In this tutorial, we are interested in the same research question: predicting log BMI using phthalate measurements from urine samples for individuals above 18 years of age.
In this tutorial, we will use the BWQS package, which can be installed from GitHub running the following lines in the Console.
# Additional installations may be necessary for installing bwqs, which can be loaded using the additional code below:
#install.packages("clusterGeneration")
# install BWQS package
#devtools::install_github("ElenaColicino/bwqs", build_vignettes = TRUE)
# loading packages
library(BWQS)
library(tidyverse)
Similar to previous tutorials, we will use datum from NHANES and look at participants who are over 18 years old and will take the natural log of BMI. Phthalates will be analyzed similar to the greater.
load(file='nhanes1518.rda')
head(nhanes1518)
## # A tibble: 6 × 52
## SEQN WTINT2YR WTMEC2YR RIDSTATR RIAGENDR RIDAGEYR INDFMPIR RIDRETH1 DMDEDUC2
## <int> <dbl> <dbl> <int> <int> <int> <dbl> <int> <int>
## 1 83732 134671. 135630. 2 1 62 4.39 3 5
## 2 83733 24329. 25282. 2 1 53 1.32 3 3
## 3 83734 12400. 12576. 2 1 78 1.51 3 3
## 4 83735 102718. 102079. 2 2 56 5 3 5
## 5 83736 17628. 18235. 2 2 42 1.23 4 4
## 6 83737 11252. 10879. 2 2 72 2.82 1 2
## # ℹ 43 more variables: DMDEDUC3 <int>, INDHHIN2 <int>, BMXBMI <dbl>,
## # BMXWAIST <dbl>, BMXWT <dbl>, BMXHT <dbl>, URXUCR <dbl>, WTSB2YR <dbl>,
## # URXCNP <dbl>, URDCNPLC <int>, URXCOP <dbl>, URDCOPLC <int>, URXECP <dbl>,
## # URDECPLC <int>, URXHIBP <dbl>, URDHIBLC <int>, URXMBP <dbl>,
## # URDMBPLC <int>, URXMC1 <dbl>, URDMC1LC <int>, URXMCOH <dbl>,
## # URDMCOLC <int>, URXMEP <dbl>, URDMEPLC <int>, URXMHBP <dbl>,
## # URDMHBLC <int>, URXMHH <dbl>, URDMHHLC <int>, URXMHNC <dbl>, …
test <- nhanes1518|>
dplyr::select(BMXBMI, URXMHBP, URXMOH, URXMHP, URXMHH, URXMCOH, URXMHNC, URXMHH, URXECP, URXHIBP, URXMIB, RIDAGEYR)
Below, we remove the participants under the age of eighteen and take the log of BMI.
nhanes <- nhanes1518 |>
filter(RIDAGEYR >= 18)|>
mutate(BMXBMIlog = log(BMXBMI),
RIDAGEYR = RIDAGEYR - 18)|>
dplyr::select(BMXBMIlog, URXMHBP, URXMOH, URXMHP, URXMHH, URXMCOH, URXMHNC, URXMHH, URXECP, URXHIBP, URXMIB, RIDAGEYR)
# We specify the select function comes from package `dplyr` by using `dplyr::select`
nhanes <- drop_na(nhanes)
Bayes Weighted Sums follows a similar formula to WQS. Each independent variable is assigned a weight and multiplied by the \(\beta_1\) coefficient.

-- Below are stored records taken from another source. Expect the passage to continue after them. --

//! EventSubscriber port - inbound broker binding.
//!
//! A subscriber runs one consume loop per listener. Each decoded envelope is
//! handed to the listener on its own task so a slow handler does not stall
//! the loop; progress is acknowledged only after the listener returns `Ok`.

use async_trait::async_trait;
use std::sync::Arc;
use thiserror::Error;
use tokio::sync::watch;

use crate::domain::message::{EventHandlerDescriptor, MessageTransferModel};

use super::{SerializationError, StorageError};

/// Errors returned by a listener. The subscriber must not acknowledge the
/// message, so the broker redelivers it.
#[derive(Debug, Clone, Error)]
pub enum ReceiveError {
    #[error("failed to record received message: {0}")]
    Storage(#[from] StorageError),

    #[error(transparent)]
    Serialization(#[from] SerializationError),
}

/// Errors that end a consume loop.
#[derive(Debug, Clone, Error)]
pub enum SubscribeError {
    #[error("broker connection failed: {0}")]
    Connection(String),

    #[error("subscription closed: {0}")]
    Closed(String),
}

/// Receives envelopes for exactly one handler descriptor.
#[async_trait]
pub trait MessageListener: Send + Sync {
    /// Routing metadata: the subscriber consumes `event_name` on behalf of
    /// `event_handler_name`.
    fn descriptor(&self) -> &EventHandlerDescriptor;

    async fn on_receive(&self, message: MessageTransferModel) -> Result<(), ReceiveError>;
}

/// Port for consuming envelopes from the broker.
#[async_trait]
pub trait EventSubscriber: Send + Sync {
    /// Runs the consume loop for `listener` until `shutdown` turns true.
    ///
    /// Messages already handed to the listener finish on their own tasks.
    async fn subscribe(
        &self,
        listener: Arc<dyn MessageListener>,
        shutdown: watch::Receiver<bool>,
    ) -> Result<(), SubscribeError>;
}

#[cfg(test)]
mod tests {
    use super::*;

    #[allow(dead_code)]
    fn assert_listener_object_safe(_: &dyn MessageListener) {}

    #[allow(dead_code)]
    fn assert_subscriber_object_safe(_: &dyn EventSubscriber) {}

    #[test]
    fn storage_failures_surface_as_receive_errors() {
        let err: ReceiveError = StorageError::Unavailable("down".into()).into();
        assert_eq!(
            err.to_string(),
            "failed to record received message: storage unavailable: down"
        );
    }
}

The formula is displayed below:
\[ g(E(Y))= \beta_0 + \beta_1 \times (w_1X_1 + w_2X_2 +...+w_kX_k) + \beta_2Z\]
In this model, \(X\) are quantiles of chemical mixtures, \(Z\) are other covariates. \(w\) are weights ranging from 0 to 1, and sum up to 1, presenting the importance of each chemical. \(\beta_0\) is intercept, \(\beta_1\) and \(\beta_2\) are coefficients. \(\beta_1\) is the coefficient of the weighted quantile sum, measuring the combined effect of the mixture exposures.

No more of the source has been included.